§ **Directions for this task**
A complete, exact copy of the records is needed here.

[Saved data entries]
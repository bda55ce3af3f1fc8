use std::sync::Arc;

use sqlx::SqlitePool;

use crate::auth::{Authenticator, SqliteTokenAuthenticator};

#[derive(Clone)]
pub struct AppState {
    pub db: SqlitePool,
    pub auth: Arc<dyn Authenticator>,
}

impl AppState {
    /// State backed by bearer tokens stored alongside the users.
    pub fn new(db: SqlitePool) -> Self {
        let auth = Arc::new(SqliteTokenAuthenticator::new(db.clone()));
        Self { db, auth }
    }
}
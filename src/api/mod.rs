mod extract;
mod projects;
mod tasks;

use axum::extract::{MatchedPath, Request};
use axum::middleware::from_fn_with_state;
use axum::routing::{get, patch, post};
use axum::{Router, extract::State, http::StatusCode};
use tower_http::trace::TraceLayer;

use crate::auth::require_user;
use crate::error::AppError;
use crate::state::AppState;

pub fn router(state: AppState) -> Router {
    let protected = Router::new()
        .route(
            "/projects",
            get(projects::list_projects).post(projects::create_project),
        )
        .route(
            "/projects/{id}",
            get(projects::get_project)
                .patch(projects::update_project)
                .delete(projects::delete_project),
        )
        .route("/projects/{id}/tasks", post(tasks::create_task))
        .route(
            "/tasks/{id}",
            get(tasks::get_task)
                .patch(tasks::update_task)
                .delete(tasks::delete_task),
        )
        .route("/tasks/{id}/status", patch(tasks::update_task_status))
        .route_layer(from_fn_with_state(state.clone(), require_user));

    Router::new()
        .route("/health", get(health))
        .merge(protected)
        .layer(TraceLayer::new_for_http().make_span_with(|req: &Request| {
            let method = req.method();
            let uri = req.uri();
            let matched_path = req
                .extensions()
                .get::<MatchedPath>()
                .map(|matched_path| matched_path.as_str());

            tracing::debug_span!("request", %method, %uri, matched_path)
        }))
        .with_state(state)
}

async fn health(State(state): State<AppState>) -> Result<StatusCode, AppError> {
    sqlx::query("select 1").execute(&state.db).await?;
    Ok(StatusCode::OK)
}
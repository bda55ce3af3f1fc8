//! Provisions a user and prints its API token.
//!
//! Usage: `create_user <username>`

use std::env;

use taskboard::config::AppConfig;
use taskboard::db;
use taskboard::logging::init_tracing;
use taskboard::services::UserService;

#[tokio::main]
async fn main() -> Result<(), Box<dyn std::error::Error>> {
    dotenvy::dotenv().ok();
    init_tracing();

    let Some(username) = env::args().nth(1) else {
        eprintln!("usage: create_user <username>");
        std::process::exit(2);
    };

    let config = AppConfig::from_env()?;
    let pool = db::connect(&config).await?;
    db::migrate(&pool).await?;

    let user = UserService::new(pool).create_user(&username).await?;

    println!("Created user {} ({})", user.username, user.id);
    println!("API token: {}", user.api_token);

    Ok(())
}
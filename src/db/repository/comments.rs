use sqlx::SqliteConnection;
use uuid::Uuid;

use super::timestamp;
use crate::models::Comment;

pub async fn insert_comment(
    conn: &mut SqliteConnection,
    task_id: &str,
    author_id: &str,
    text: &str,
) -> Result<Comment, sqlx::Error> {
    let comment = Comment {
        id: Uuid::new_v4().to_string(),
        task_id: task_id.to_string(),
        author_id: author_id.to_string(),
        text: text.to_string(),
        created_at: timestamp(),
    };

    sqlx::query(
        "INSERT INTO comments (id, task_id, author_id, text, created_at) VALUES (?, ?, ?, ?, ?)",
    )
    .bind(&comment.id)
    .bind(&comment.task_id)
    .bind(&comment.author_id)
    .bind(&comment.text)
    .bind(&comment.created_at)
    .execute(&mut *conn)
    .await?;

    Ok(comment)
}

/// Comments on a task, oldest first.
pub async fn fetch_comments_for_task(
    conn: &mut SqliteConnection,
    task_id: &str,
) -> Result<Vec<Comment>, sqlx::Error> {
    sqlx::query_as::<_, Comment>(
        "SELECT id, task_id, author_id, text, created_at
        FROM comments
        WHERE task_id = ?
        ORDER BY created_at ASC, rowid ASC",
    )
    .bind(task_id)
    .fetch_all(&mut *conn)
    .await
}
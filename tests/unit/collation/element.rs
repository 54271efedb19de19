use super::*;

#[test]
fn collation_element_packs_levels() {
    let ce = CollationElement::new(0x2061, 0x05, 0x85);
    assert_eq!(ce.raw(), 0x2061_0585);
    assert_eq!(ce.primary(), 0x2061);
    assert_eq!(ce.secondary(), 0x05);
    assert_eq!(ce.tertiary(), 0x85);
    assert!(!ce.is_continuation());
}

#[test]
fn continuation_marker_lives_in_tertiary_byte() {
    let ce = CollationElement::continuation(0x0042, 0x05, 0x05);
    assert_eq!(ce.tertiary(), 0xC5);
    assert!(ce.is_continuation());
    assert!(!CollationElement::NULLORDER.is_continuation());
}

#[test]
fn masked_drops_levels_above_strength() {
    let ce = CollationElement::new(0x2061, 0x11, 0x85);
    assert_eq!(ce.masked(Strength::Primary.mask()), CollationElement::new(0x2061, 0, 0));
    assert_eq!(ce.masked(Strength::Secondary.mask()), CollationElement::new(0x2061, 0x11, 0));
    assert_eq!(ce.masked(Strength::Identical.mask()), ce);
}

#[test]
fn processed_element_packs_four_levels() {
    let pce = ProcessedElement::from_levels(0x2061, 0x05, 0x85, 0xFFFF);
    assert_eq!(pce.raw(), 0x2061_0005_0085_FFFF);
    assert_eq!(pce.primary_weight(), 0x2061);
    assert_eq!(pce.secondary_weight(), 0x05);
    assert_eq!(pce.tertiary_weight(), 0x85);
    assert_eq!(pce.quaternary_weight(), 0xFFFF);
    assert!(!pce.is_ignorable());
    assert!(ProcessedElement::PROCESSED_NULLORDER.is_null());
}

#[test]
fn strength_from_name_accepts_names_and_levels() {
    assert_eq!(Strength::from_name("primary"), Some(Strength::Primary));
    assert_eq!(Strength::from_name(" Secondary "), Some(Strength::Secondary));
    assert_eq!(Strength::from_name("3"), Some(Strength::Tertiary));
    assert_eq!(Strength::from_name("identical"), Some(Strength::Identical));
    assert_eq!(Strength::from_name("loud"), None);
    assert_eq!(Strength::default(), Strength::Tertiary);
}

#[test]
fn strength_serializes_lowercase() {
    let json = serde_json::to_string(&Strength::Quaternary).unwrap();
    assert_eq!(json, "\"quaternary\"");
    let back: Strength = serde_json::from_str("\"primary\"").unwrap();
    assert_eq!(back, Strength::Primary);
}

#[test]
fn terminator_is_not_an_expansion_tail() {
    let end = Cei::terminator(7);
    assert!(end.is_terminator());
    assert!(!end.is_expansion_tail());
    assert_eq!((end.low, end.high), (7, 7));

    let tail = Cei {
        pce: ProcessedElement::from_levels(0, 0x11, 0x05, 0),
        low: 3,
        high: 3,
    };
    assert!(tail.is_expansion_tail());
}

§ **Response to this task**
repository bda55ce3af3f1fc8
use std::sync::Arc;

use sqlx::SqlitePool;

use crate::auth::{Authenticator, SqliteTokenAuthenticator};

#[derive(Clone)]
pub struct AppState {
    pub db: SqlitePool,
    pub auth: Arc<dyn Authenticator>,
}

impl AppState {
    /// State backed by bearer tokens stored alongside the users.
    pub fn new(db: SqlitePool) -> Self {
        let auth = Arc::new(SqliteTokenAuthenticator::new(db.clone()));
        Self { db, auth }
    }
}
filename src/api/mod.rs
mod extract;
mod projects;
mod tasks;

use axum::extract::{MatchedPath, Request};
use axum::middleware::from_fn_with_state;
use axum::routing::{get, patch, post};
use axum::{Router, extract::State, http::StatusCode};
use tower_http::trace::TraceLayer;

use crate::auth::require_user;
use crate::error::AppError;
use crate::state::AppState;

pub fn router(state: AppState) -> Router {
    let protected = Router::new()
        .route(
            "/projects",
            get(projects::list_projects).post(projects::create_project),
        )
        .route(
            "/projects/{id}",
            get(projects::get_project)
                .patch(projects::update_project)
                .delete(projects::delete_project),
        )
        .route("/projects/{id}/tasks", post(tasks::create_task))
        .route(
            "/tasks/{id}",
            get(tasks::get_task)
                .patch(tasks::update_task)
                .delete(tasks::delete_task),
        )
        .route("/tasks/{id}/status", patch(tasks::update_task_status))
        .route_layer(from_fn_with_state(state.clone(), require_user));

    Router::new()
        .route("/health", get(health))
        .merge(protected)
        .layer(TraceLayer::new_for_http().make_span_with(|req: &Request| {
            let method = req.method();
            let uri = req.uri();
            let matched_path = req
                .extensions()
                .get::<MatchedPath>()
                .map(|matched_path| matched_path.as_str());

            tracing::debug_span!("request", %method, %uri, matched_path)
        }))
        .with_state(state)
}

async fn health(State(state): State<AppState>) -> Result<StatusCode, AppError> {
    sqlx::query("select 1").execute(&state.db).await?;
    Ok(StatusCode::OK)
}
repository bda55ce3af3f1fc8
//! Provisions a user and prints its API token.
//!
//! Usage: `create_user <username>`

use std::env;

use taskboard::config::AppConfig;
use taskboard::db;
use taskboard::logging::init_tracing;
use taskboard::services::UserService;

#[tokio::main]
async fn main() -> Result<(), Box<dyn std::error::Error>> {
    dotenvy::dotenv().ok();
    init_tracing();

    let Some(username) = env::args().nth(1) else {
        eprintln!("usage: create_user <username>");
        std::process::exit(2);
    };

    let config = AppConfig::from_env()?;
    let pool = db::connect(&config).await?;
    db::migrate(&pool).await?;

    let user = UserService::new(pool).create_user(&username).await?;

    println!("Created user {} ({})", user.username, user.id);
    println!("API token: {}", user.api_token);

    Ok(())
}
filename src/db/repository/comments.rs
use sqlx::SqliteConnection;
use uuid::Uuid;

use super::timestamp;
use crate::models::Comment;

pub async fn insert_comment(
    conn: &mut SqliteConnection,
    task_id: &str,
    author_id: &str,
    text: &str,
) -> Result<Comment, sqlx::Error> {
    let comment = Comment {
        id: Uuid::new_v4().to_string(),
        task_id: task_id.to_string(),
        author_id: author_id.to_string(),
        text: text.to_string(),
        created_at: timestamp(),
    };

    sqlx::query(
        "INSERT INTO comments (id, task_id, author_id, text, created_at) VALUES (?, ?, ?, ?, ?)",
    )
    .bind(&comment.id)
    .bind(&comment.task_id)
    .bind(&comment.author_id)
    .bind(&comment.text)
    .bind(&comment.created_at)
    .execute(&mut *conn)
    .await?;

    Ok(comment)
}

/// Comments on a task, oldest first.
pub async fn fetch_comments_for_task(
    conn: &mut SqliteConnection,
    task_id: &str,
) -> Result<Vec<Comment>, sqlx::Error> {
    sqlx::query_as::<_, Comment>(
        "SELECT id, task_id, author_id, text, created_at
        FROM comments
        WHERE task_id = ?
        ORDER BY created_at ASC, rowid ASC",
    )
    .bind(task_id)
    .fetch_all(&mut *conn)
    .await
}
filename tests/unit/collation/element.rs
repository 54271efedb19de19
use super::*;

#[test]
fn collation_element_packs_levels() {
    let ce = CollationElement::new(0x2061, 0x05, 0x85);
    assert_eq!(ce.raw(), 0x2061_0585);
    assert_eq!(ce.primary(), 0x2061);
    assert_eq!(ce.secondary(), 0x05);
    assert_eq!(ce.tertiary(), 0x85);
    assert!(!ce.is_continuation());
}

#[test]
fn continuation_marker_lives_in_tertiary_byte() {
    let ce = CollationElement::continuation(0x0042, 0x05, 0x05);
    assert_eq!(ce.tertiary(), 0xC5);
    assert!(ce.is_continuation());
    assert!(!CollationElement::NULLORDER.is_continuation());
}

#[test]
fn masked_drops_levels_above_strength() {
    let ce = CollationElement::new(0x2061, 0x11, 0x85);
    assert_eq!(ce.masked(Strength::Primary.mask()), CollationElement::new(0x2061, 0, 0));
    assert_eq!(ce.masked(Strength::Secondary.mask()), CollationElement::new(0x2061, 0x11, 0));
    assert_eq!(ce.masked(Strength::Identical.mask()), ce);
}

#[test]
fn processed_element_packs_four_levels() {
    let pce = ProcessedElement::from_levels(0x2061, 0x05, 0x85, 0xFFFF);
    assert_eq!(pce.raw(), 0x2061_0005_0085_FFFF);
    assert_eq!(pce.primary_weight(), 0x2061);
    assert_eq!(pce.secondary_weight(), 0x05);
    assert_eq!(pce.tertiary_weight(), 0x85);
    assert_eq!(pce.quaternary_weight(), 0xFFFF);
    assert!(!pce.is_ignorable());
    assert!(ProcessedElement::PROCESSED_NULLORDER.is_null());
}

#[test]
fn strength_from_name_accepts_names_and_levels() {
    assert_eq!(Strength::from_name("primary"), Some(Strength::Primary));
    assert_eq!(Strength::from_name(" Secondary "), Some(Strength::Secondary));
    assert_eq!(Strength::from_name("3"), Some(Strength::Tertiary));
    assert_eq!(Strength::from_name("identical"), Some(Strength::Identical));
    assert_eq!(Strength::from_name("loud"), None);
    assert_eq!(Strength::default(), Strength::Tertiary);
}

#[test]
fn strength_serializes_lowercase() {
    let json = serde_json::to_string(&Strength::Quaternary).unwrap();
    assert_eq!(json, "\"quaternary\"");
    let back: Strength = serde_json::from_str("\"primary\"").unwrap();
    assert_eq!(back, Strength::Primary);
}

#[test]
fn terminator_is_not_an_expansion_tail() {
    let end = Cei::terminator(7);
    assert!(end.is_terminator());
    assert!(!end.is_expansion_tail());
    assert_eq!((end.low, end.high), (7, 7));

    let tail = Cei {
        pce: ProcessedElement::from_levels(0, 0x11, 0x05, 0),
        low: 3,
        high: 3,
    };
    assert!(tail.is_expansion_tail());
}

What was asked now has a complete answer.